Requirement: Look over the material for the string "collect". Copy every line where it turns up.

Data:
use std::fs::File;
use std::io::{BufReader, Read};
use std::path::PathBuf;

use csv::ReaderBuilder;
use dv_core::{Record, Value};
use tracing::{debug, info};

use super::RecordSource;
use crate::config::NullConfig;
use crate::DataError;

/// CSV data source for loading headered CSV files
pub struct CsvSource {
    /// Path to the CSV file
    path: PathBuf,
    /// File name shown in logs
    name: String,
    /// Which cells count as missing
    null_config: NullConfig,
}

impl CsvSource {
    /// Create a new CSV source from a file path
    pub fn new(path: impl Into<PathBuf>) -> Self {
        let path = path.into();
        let name = path
            .file_name()
            .and_then(|n| n.to_str())
            .unwrap_or("unknown.csv")
            .to_string();
        Self {
            path,
            name,
            null_config: NullConfig::default(),
        }
    }

    /// Use a custom null configuration
    pub fn with_null_config(mut self, null_config: NullConfig) -> Self {
        self.null_config = null_config;
        self
    }

    /// Parse records from any reader
    ///
    /// Null cells become `Value::Null`. A column whose every non-null cell
    /// parses as a number is stored as numbers; everything else stays text.
    pub fn read_records<R: Read>(reader: R, null_config: &NullConfig) -> Result<Vec<Record>, DataError> {
        let mut csv_reader = ReaderBuilder::new()
            .has_headers(true)
            .flexible(true)
            .from_reader(reader);

        let headers: Vec<String> = csv_reader
            .headers()?
            .iter()
            .map(|h| h.trim().to_string())
            .collect();

        let mut rows: Vec<Vec<Option<String>>> = Vec::new();
        for result in csv_reader.records() {
            let record = result?;
            let cells = headers
                .iter()
                .enumerate()
                .map(|(idx, _)| {
                    record
                        .get(idx)
                        .filter(|cell| !null_config.is_null(cell))
                        .map(|cell| cell.trim().to_string())
                })
                .collect();
            rows.push(cells);
        }

        let numeric: Vec<bool> = (0..headers.len())
            .map(|idx| Self::is_numeric_column(&rows, idx))
            .collect();
        debug!(
            "Numeric CSV columns: {:?}",
            headers.iter().zip(&numeric).filter(|(_, n)| **n).map(|(h, _)| h).collect::<Vec<_>>()
        );

        Ok(rows
            .into_iter()
            .map(|cells| {
                headers
                    .iter()
                    .zip(cells)
                    .zip(&numeric)
                    .map(|((header, cell), is_numeric)| {
                        let value = match cell {
                            None => Value::Null,
                            Some(text) if *is_numeric => text
                                .parse::<f64>()
                                .map(Value::Number)
                                .unwrap_or(Value::Text(text)),
                            Some(text) => Value::Text(text),
                        };
                        (header.clone(), value)
                    })
                    .collect()
            })
            .collect())
    }

    /// Detect whether a column holds only numbers
    fn is_numeric_column(rows: &[Vec<Option<String>>], col_idx: usize) -> bool {
        let mut seen_value = false;

        for row in rows {
            if let Some(Some(cell)) = row.get(col_idx) {
                match cell.parse::<f64>() {
                    Ok(number) if number.is_finite() => seen_value = true,
                    _ => return false,
                }
            }
        }

        seen_value
    }
}

impl RecordSource for CsvSource {
    fn load(&self) -> Result<Vec<Record>, DataError> {
        let file = File::open(&self.path)?;
        let records = Self::read_records(BufReader::new(file), &self.null_config)?;
        info!("Loaded {} records from {}", records.len(), self.name);
        Ok(records)
    }

    fn source_name(&self) -> &str {
        &self.name
    }
}

#[cfg(test)]
mod tests {
    use super::*;
    use std::io::Write;

    const PRODUCTS: &str = "\
name,category,price,sale_price,created_at
Widget,Tools,10,N/A,2024-01-03T09:00:00Z
Gadget,Toys,20.5,18,2024-02-14
Widget Pro,Tools,15,,2024-01-20
";

    #[test]
    fn test_numeric_columns_become_numbers() {
        let records = CsvSource::read_records(PRODUCTS.as_bytes(), &NullConfig::default()).unwrap();

        assert_eq!(records.len(), 3);
        assert_eq!(records[1].get("price"), &Value::Number(20.5));
        assert_eq!(records[1].get("sale_price"), &Value::Number(18.0));
        assert_eq!(records[0].get("created_at"), &Value::text("2024-01-03T09:00:00Z"));
        assert_eq!(records[2].get("name"), &Value::text("Widget Pro"));
    }

    #[test]
    fn test_null_patterns_become_null() {
        let records = CsvSource::read_records(PRODUCTS.as_bytes(), &NullConfig::default()).unwrap();
        assert!(records[0].get("sale_price").is_null());
        assert!(records[2].get("sale_price").is_null());
    }

    #[test]
    fn test_mixed_column_stays_text() {
        let csv = "code\n1\nA-7\n";
        let records = CsvSource::read_records(csv.as_bytes(), &NullConfig::default()).unwrap();
        assert_eq!(records[0].get("code"), &Value::text("1"));
    }

    #[test]
    fn test_short_rows_fill_with_null() {
        let csv = "name,price\nWidget\n";
        let records = CsvSource::read_records(csv.as_bytes(), &NullConfig::empty_only()).unwrap();
        assert_eq!(records[0].columns().count(), 2);
        assert!(records[0].get("price").is_null());
    }

    #[test]
    fn test_load_from_file() {
        let mut file = tempfile::Builder::new().suffix(".csv").tempfile().unwrap();
        file.write_all(PRODUCTS.as_bytes()).unwrap();

        let source = CsvSource::new(file.path()).with_null_config(NullConfig::default());
        assert_eq!(source.load().unwrap().len(), 3);
    }
}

Result below:
            .collect();
                .collect();
            .collect();
            headers.iter().zip(&numeric).filter(|(_, n)| **n).map(|(h, _)| h).collect::<Vec<_>>()
                    .collect()
            .collect())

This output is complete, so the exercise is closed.